Once you convince them that they should be providing you with a camera body, make sure they get you something which has good low light performance and fps. A 7D is the best all around reasonably priced news camera (at least on the canon side, I don't know about the other manufacturers), and while that is out of your current budget, you should push for that or an equivalent from your company.

As for lenses, I would avoid the canon 50mm 1.8 if you can. It has good image quality, but the build quality isn't great, and the auto focus isn't great, and those are the things which are going to get you when you are out in the field.
posted by markblasco at 6:51 PM on September 23, 2011

Here is my suggestion. The D3100 has a problem in that it doesn't have a front wheel which, in the Nikon universe, controls aperture (see here). My guess is that you have to go into the camera menu to change the aperture (or you have to hold down a button).

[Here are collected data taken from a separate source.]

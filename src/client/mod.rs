pub mod poller;
pub mod sync;

pub use poller::PollScheduler;
pub use sync::{SyncOrchestrator, SyncOutcome, SyncSession, SYNC_PHASES};
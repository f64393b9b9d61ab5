use crate::client::PollScheduler;
use crate::core::settings::SettingsWatcher;
use crate::core::store::TripStore;
use crate::providers::HttpStatusAggregator;
use anyhow::Result;
use std::sync::Arc;

/// Client-side daemon: seeds the store from the itinerary snapshot, then
/// watches every trip with live-trackable flights, letting the poll
/// scheduler decide cadence per trip.
pub async fn run() -> Result<()> {
    let mut settings_watcher = SettingsWatcher::new()?;
    let settings = settings_watcher.get().await;
    settings_watcher.start_watching()?;

    let store = TripStore::new();
    store.seed_from_file(settings.data.itinerary_path()).await;

    let aggregator = Arc::new(HttpStatusAggregator::new(settings.server.base_url.clone()));
    let scheduler = PollScheduler::new(store.clone(), aggregator);

    let mut watched = 0usize;
    for trip in store.trips().await {
        let tracked = store.tracked_for_trip(&trip.id).await;
        if tracked.is_empty() {
            continue;
        }

        let mut rx = scheduler.watch(&trip.id).await;
        watched += 1;
        let trip_id = trip.id.clone();
        let trip_name = trip.name.clone();
        tokio::spawn(async move {
            while rx.changed().await.is_ok() {
                let statuses = rx.borrow_and_update().clone();
                for (entity, record) in &statuses {
                    tracing::info!(
                        trip = %trip_id,
                        trip_name = %trip_name,
                        entity = %entity,
                        status = record.status.label(),
                        departure_gate = record.departure_gate.as_deref().unwrap_or("-"),
                        checked_at = %record.checked_at,
                        "Flight status updated"
                    );
                }
            }
        });
    }

    tracing::info!(trips = watched, "Watching trips for live status");

    let mut settings_rx = settings_watcher.subscribe();
    tokio::spawn(async move {
        while let Ok(new_settings) = settings_rx.recv().await {
            tracing::info!(
                base_url = %new_settings.server.base_url,
                "Settings reloaded; server endpoints apply to new connections"
            );
        }
    });

    tokio::signal::ctrl_c().await?;
    tracing::info!("Shutting down");
    Ok(())
}
use chrono::{DateTime, Utc};
use serde::{Deserialize, Serialize};
use serde_json::{Map, Value};
use std::collections::HashMap;
use std::fmt;

macro_rules! string_id {
    ($name:ident) => {
        #[derive(Debug, Clone, PartialEq, Eq, PartialOrd, Ord, Hash, Serialize, Deserialize)]
        #[serde(transparent)]
        pub struct $name(pub String);

        impl $name {
            #[allow(dead_code)]
            pub fn new(id: impl Into<String>) -> Self {
                Self(id.into())
            }

            #[allow(dead_code)]
            pub fn as_str(&self) -> &str {
                &self.0
            }
        }

        impl fmt::Display for $name {
            fn fmt(&self, f: &mut fmt::Formatter<'_>) -> fmt::Result {
                f.write_str(&self.0)
            }
        }

        impl From<&str> for $name {
            fn from(id: &str) -> Self {
                Self(id.to_string())
            }
        }
    };
}

string_id!(OwnerId);
string_id!(TripId);
string_id!(EntityId);

#[derive(Debug, Clone, Copy, PartialEq, Eq, Hash, Serialize, Deserialize)]
#[serde(rename_all = "snake_case")]
pub enum ReservationKind {
    Flight,
    Lodging,
    Train,
    CarRental,
    Activity,
    Other,
}

impl ReservationKind {
    /// Only flights carry live status worth polling for.
    pub fn is_freshness_tracked(&self) -> bool {
        matches!(self, ReservationKind::Flight)
    }
}

#[derive(Debug, Clone, Serialize, Deserialize)]
pub struct Trip {
    pub id: TripId,
    pub owner: OwnerId,
    pub name: String,
}

/// A reservation-like record whose external facts may go stale.
///
/// `details` is a free-form attribute bag shared with the rest of the
/// application; this subsystem owns exactly one reserved key inside it
/// (see `core::codec`) and must leave every other key untouched.
#[derive(Debug, Clone, Serialize, Deserialize)]
pub struct WatchedEntity {
    pub id: EntityId,
    pub trip_id: TripId,
    pub kind: ReservationKind,
    pub scheduled_start: DateTime<Utc>,
    #[serde(default)]
    pub scheduled_end: Option<DateTime<Utc>>,
    #[serde(default)]
    pub details: Map<String, Value>,
}

#[derive(Debug, Clone, Copy, PartialEq, Eq, Serialize, Deserialize)]
#[serde(rename_all = "snake_case")]
pub enum FlightStatus {
    Unknown,
    Scheduled,
    Active,
    Landed,
    Cancelled,
    Diverted,
}

impl FlightStatus {
    /// Terminal statuses stop the polling cadence outright. A diverted
    /// flight is still in the air somewhere, so it keeps polling until the
    /// arrival window closes.
    pub fn is_terminal(&self) -> bool {
        matches!(self, FlightStatus::Landed | FlightStatus::Cancelled)
    }

    pub fn label(&self) -> &'static str {
        match self {
            FlightStatus::Unknown => "Unknown",
            FlightStatus::Scheduled => "Scheduled",
            FlightStatus::Active => "In air",
            FlightStatus::Landed => "Landed",
            FlightStatus::Cancelled => "Cancelled",
            FlightStatus::Diverted => "Diverted",
        }
    }
}

/// The freshness record cached inside an entity's attribute bag.
///
/// Either absent (never checked) or fully formed; merges replace the whole
/// record, never individual fields.
#[derive(Debug, Clone, PartialEq, Serialize, Deserialize)]
pub struct FreshnessRecord {
    pub status: FlightStatus,
    #[serde(default)]
    pub departure_gate: Option<String>,
    #[serde(default)]
    pub departure_terminal: Option<String>,
    #[serde(default)]
    pub arrival_gate: Option<String>,
    #[serde(default)]
    pub arrival_terminal: Option<String>,
    pub checked_at: DateTime<Utc>,
    pub source: String,
}

/// Scope of one aggregation call: everything the owner has in the active
/// window, or a single trip's flights.
#[derive(Debug, Clone, PartialEq, Eq, Serialize, Deserialize)]
#[serde(rename_all = "snake_case")]
pub enum AggregateScope {
    Owner,
    Trip(TripId),
}

#[derive(Debug, Clone, Default, Serialize, Deserialize)]
pub struct AggregateResponse {
    pub per_entity: HashMap<EntityId, FreshnessRecord>,
    #[serde(default)]
    pub has_more: bool,
}

#[derive(Debug, Clone, Copy, Default, Serialize, Deserialize)]
pub struct ScanSummary {
    pub trips_created: u32,
    pub reservations_created: u32,
    pub emails_processed: u32,
    #[serde(default)]
    pub has_more: bool,
}
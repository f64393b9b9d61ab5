use crate::core::errors::FreshnessError;
use crate::core::models::{AggregateResponse, AggregateScope, OwnerId, WatchedEntity};
use crate::core::store::TripStore;
use crate::providers::{FlightStatusSource, StatusAggregator};
use async_trait::async_trait;
use std::collections::HashMap;
use std::sync::Arc;
use std::time::Duration;
use tokio::sync::Mutex;
use tokio::time::Instant;

/// The one aggregation entry point every refresh path shares.
///
/// One upstream call covers all of an owner's flights in scope, and a
/// per-owner cooldown refuses redundant calls with the exact wait instead
/// of performing them. Two racing calls for the same owner can both slip
/// past the cooldown check; that race is tolerated and resolved
/// last-writer-wins at the record level by the store merge.
pub struct AggregationService {
    store: TripStore,
    source: Arc<dyn FlightStatusSource>,
    cooldown: Duration,
    attempts: Mutex<HashMap<OwnerId, Instant>>,
}

impl AggregationService {
    pub fn new(store: TripStore, source: Arc<dyn FlightStatusSource>, cooldown: Duration) -> Self {
        Self {
            store,
            source,
            cooldown,
            attempts: Mutex::new(HashMap::new()),
        }
    }

    /// Refuse the call when the owner's cooldown has not elapsed; otherwise
    /// stamp the attempt. Stamping up front keeps a failing upstream from
    /// being hammered in a tight loop.
    async fn check_cooldown(&self, owner: &OwnerId) -> Result<(), FreshnessError> {
        let mut attempts = self.attempts.lock().await;
        let now = Instant::now();

        if let Some(last) = attempts.get(owner) {
            let elapsed = now.duration_since(*last);
            if elapsed < self.cooldown {
                return Err(FreshnessError::RateLimited {
                    retry_after: self.cooldown - elapsed,
                });
            }
        }

        attempts.insert(owner.clone(), now);
        Ok(())
    }

    async fn entities_in_scope(&self, owner: &OwnerId, scope: &AggregateScope) -> Vec<WatchedEntity> {
        match scope {
            AggregateScope::Owner => self.store.tracked_for_owner(owner).await,
            AggregateScope::Trip(trip_id) => {
                // A trip scope only counts when the trip belongs to the caller.
                match self.store.owner_of_trip(trip_id).await {
                    Some(trip_owner) if &trip_owner == owner => {
                        self.store.tracked_for_trip(trip_id).await
                    }
                    _ => Vec::new(),
                }
            }
        }
    }
}

#[async_trait]
impl StatusAggregator for AggregationService {
    async fn aggregate_status(
        &self,
        owner: &OwnerId,
        scope: AggregateScope,
    ) -> Result<AggregateResponse, FreshnessError> {
        self.check_cooldown(owner).await?;

        let flights = self.entities_in_scope(owner, &scope).await;
        if flights.is_empty() {
            return Ok(AggregateResponse::default());
        }

        let per_entity = self.source.fetch_statuses(&flights).await?;
        let applied = self.store.merge_batch(&per_entity).await;

        tracing::debug!(
            owner = %owner,
            flights = flights.len(),
            returned = per_entity.len(),
            applied,
            source = self.source.name(),
            "Aggregated flight statuses"
        );

        Ok(AggregateResponse {
            per_entity,
            has_more: false,
        })
    }
}

#[cfg(test)]
mod tests {
    use super::*;
    use crate::core::models::{
        EntityId, FlightStatus, FreshnessRecord, ReservationKind, Trip, TripId,
    };
    use chrono::{TimeZone, Utc};
    use std::sync::atomic::{AtomicUsize, Ordering};

    struct ScriptedSource {
        calls: AtomicUsize,
        fail: bool,
    }

    impl ScriptedSource {
        fn new() -> Self {
            Self {
                calls: AtomicUsize::new(0),
                fail: false,
            }
        }

        fn failing() -> Self {
            Self {
                calls: AtomicUsize::new(0),
                fail: true,
            }
        }
    }

    #[async_trait]
    impl FlightStatusSource for ScriptedSource {
        fn name(&self) -> &'static str {
            "scripted"
        }

        async fn fetch_statuses(
            &self,
            flights: &[WatchedEntity],
        ) -> Result<HashMap<EntityId, FreshnessRecord>, FreshnessError> {
            self.calls.fetch_add(1, Ordering::SeqCst);
            if self.fail {
                return Err(FreshnessError::TransientUpstream("503".to_string()));
            }
            Ok(flights
                .iter()
                .map(|f| {
                    (
                        f.id.clone(),
                        FreshnessRecord {
                            status: FlightStatus::Scheduled,
                            departure_gate: None,
                            departure_terminal: None,
                            arrival_gate: None,
                            arrival_terminal: None,
                            checked_at: Utc::now(),
                            source: "scripted".to_string(),
                        },
                    )
                })
                .collect())
        }
    }

    async fn store_with_flights() -> TripStore {
        let store = TripStore::new();
        store
            .upsert_trip(Trip {
                id: TripId::from("trip-1"),
                owner: OwnerId::from("alice"),
                name: "Tokyo".to_string(),
            })
            .await;
        store
            .upsert_trip(Trip {
                id: TripId::from("trip-2"),
                owner: OwnerId::from("alice"),
                name: "Lisbon".to_string(),
            })
            .await;
        for (id, trip) in [("f1", "trip-1"), ("f2", "trip-1"), ("f3", "trip-2")] {
            store
                .upsert_entity(WatchedEntity {
                    id: EntityId::from(id),
                    trip_id: TripId::from(trip),
                    kind: ReservationKind::Flight,
                    scheduled_start: Utc.with_ymd_and_hms(2026, 6, 1, 12, 0, 0).unwrap(),
                    scheduled_end: None,
                    details: serde_json::Map::new(),
                })
                .await;
        }
        store
    }

    #[tokio::test(start_paused = true)]
    async fn test_cooldown_rejects_with_exact_wait() {
        let store = store_with_flights().await;
        let source = Arc::new(ScriptedSource::new());
        let service =
            AggregationService::new(store, source.clone(), Duration::from_secs(180));
        let owner = OwnerId::from("alice");

        assert!(service
            .aggregate_status(&owner, AggregateScope::Owner)
            .await
            .is_ok());

        tokio::time::advance(Duration::from_secs(60)).await;
        match service.aggregate_status(&owner, AggregateScope::Owner).await {
            Err(FreshnessError::RateLimited { retry_after }) => {
                assert_eq!(retry_after, Duration::from_secs(120));
            }
            other => panic!("expected RateLimited, got {other:?}"),
        }
        assert_eq!(source.calls.load(Ordering::SeqCst), 1);

        tokio::time::advance(Duration::from_secs(121)).await;
        assert!(service
            .aggregate_status(&owner, AggregateScope::Owner)
            .await
            .is_ok());
        assert_eq!(source.calls.load(Ordering::SeqCst), 2);
    }

    #[tokio::test(start_paused = true)]
    async fn test_cooldown_is_per_owner() {
        let store = store_with_flights().await;
        store
            .upsert_trip(Trip {
                id: TripId::from("trip-b"),
                owner: OwnerId::from("bob"),
                name: "Oslo".to_string(),
            })
            .await;
        store
            .upsert_entity(WatchedEntity {
                id: EntityId::from("fb"),
                trip_id: TripId::from("trip-b"),
                kind: ReservationKind::Flight,
                scheduled_start: Utc.with_ymd_and_hms(2026, 6, 1, 12, 0, 0).unwrap(),
                scheduled_end: None,
                details: serde_json::Map::new(),
            })
            .await;

        let service = AggregationService::new(
            store,
            Arc::new(ScriptedSource::new()),
            Duration::from_secs(180),
        );

        assert!(service
            .aggregate_status(&OwnerId::from("alice"), AggregateScope::Owner)
            .await
            .is_ok());
        assert!(service
            .aggregate_status(&OwnerId::from("bob"), AggregateScope::Owner)
            .await
            .is_ok());
    }

    #[tokio::test(start_paused = true)]
    async fn test_trip_scope_limits_flights_and_checks_owner() {
        let store = store_with_flights().await;
        let source = Arc::new(ScriptedSource::new());
        let service = AggregationService::new(
            store.clone(),
            source.clone(),
            Duration::from_secs(0),
        );

        let response = service
            .aggregate_status(
                &OwnerId::from("alice"),
                AggregateScope::Trip(TripId::from("trip-1")),
            )
            .await
            .unwrap();
        assert_eq!(response.per_entity.len(), 2);

        // Someone else's trip id yields nothing and no upstream call.
        let calls_before = source.calls.load(Ordering::SeqCst);
        let response = service
            .aggregate_status(
                &OwnerId::from("mallory"),
                AggregateScope::Trip(TripId::from("trip-1")),
            )
            .await
            .unwrap();
        assert!(response.per_entity.is_empty());
        assert_eq!(source.calls.load(Ordering::SeqCst), calls_before);
    }

    #[tokio::test(start_paused = true)]
    async fn test_results_are_merged_into_store() {
        let store = store_with_flights().await;
        let service = AggregationService::new(
            store.clone(),
            Arc::new(ScriptedSource::new()),
            Duration::from_secs(0),
        );

        service
            .aggregate_status(&OwnerId::from("alice"), AggregateScope::Owner)
            .await
            .unwrap();

        let statuses = store.statuses_for_trip(&TripId::from("trip-1")).await;
        assert_eq!(statuses.len(), 2);
    }

    #[tokio::test(start_paused = true)]
    async fn test_upstream_failure_propagates() {
        let store = store_with_flights().await;
        let service = AggregationService::new(
            store,
            Arc::new(ScriptedSource::failing()),
            Duration::from_secs(0),
        );

        let result = service
            .aggregate_status(&OwnerId::from("alice"), AggregateScope::Owner)
            .await;
        assert!(matches!(result, Err(FreshnessError::TransientUpstream(_))));
    }
}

Now, none of the sounds particularly onerous, but among the attributes that separates the consumer market from the professional market is not having to hunt things in menus. The Canon S95 and the Canon G12 are very similar cameras (same sensor, etc.) but one is a premium product because of the analog controls.

The other problem with the D3100 is what was spelled out above...compatibility with older lenses. This doesn't mean that you need to go semi-pro, though. The D7000 is an enthusiast level camera and one of the highest rated cameras on DP Review, and you can buy it body-only. This is great because for all of the high marks that the Nikon kit lenses get, they just aren't up to snuff for the low-light uses.

So what will you do about lenses? Well renting is one option. Used is another.
posted by Hypnotic Chick at 8:01 AM on September 24, 2011

D7000 is a good recommendation. If you want to save a few hundred dollars, get a used D90 - it's the camera the D7000 replaced. The D90's sensor is not as nice as the D7000's sensor, but it's nicer than the 7D's sensor.
posted by Sticherbeast at 9:10 AM on September 24, 2011

I'd shop the other way around. Find the lens that you want and then find a body that it works well with that fits your budget. Many manufacturers keep the same or similar lens mounts over time, but not all do. The idea is that you keep lenses when you upgrade your body.
posted by dantodd at 6:40 AM on September 26, 2011

I just wanted to pop in and thank everyone for reading my question and for their input. I was fortunate enough to find a brand new D7000 and 50mm F/1.8g within my budget (which grew to $1500 after the initial post. After shipping I paid $1350 for the body and prime lens.) The telephoto lenses I can borrow from work and will not have to buy! Midwest Photo Exchange took great care of me.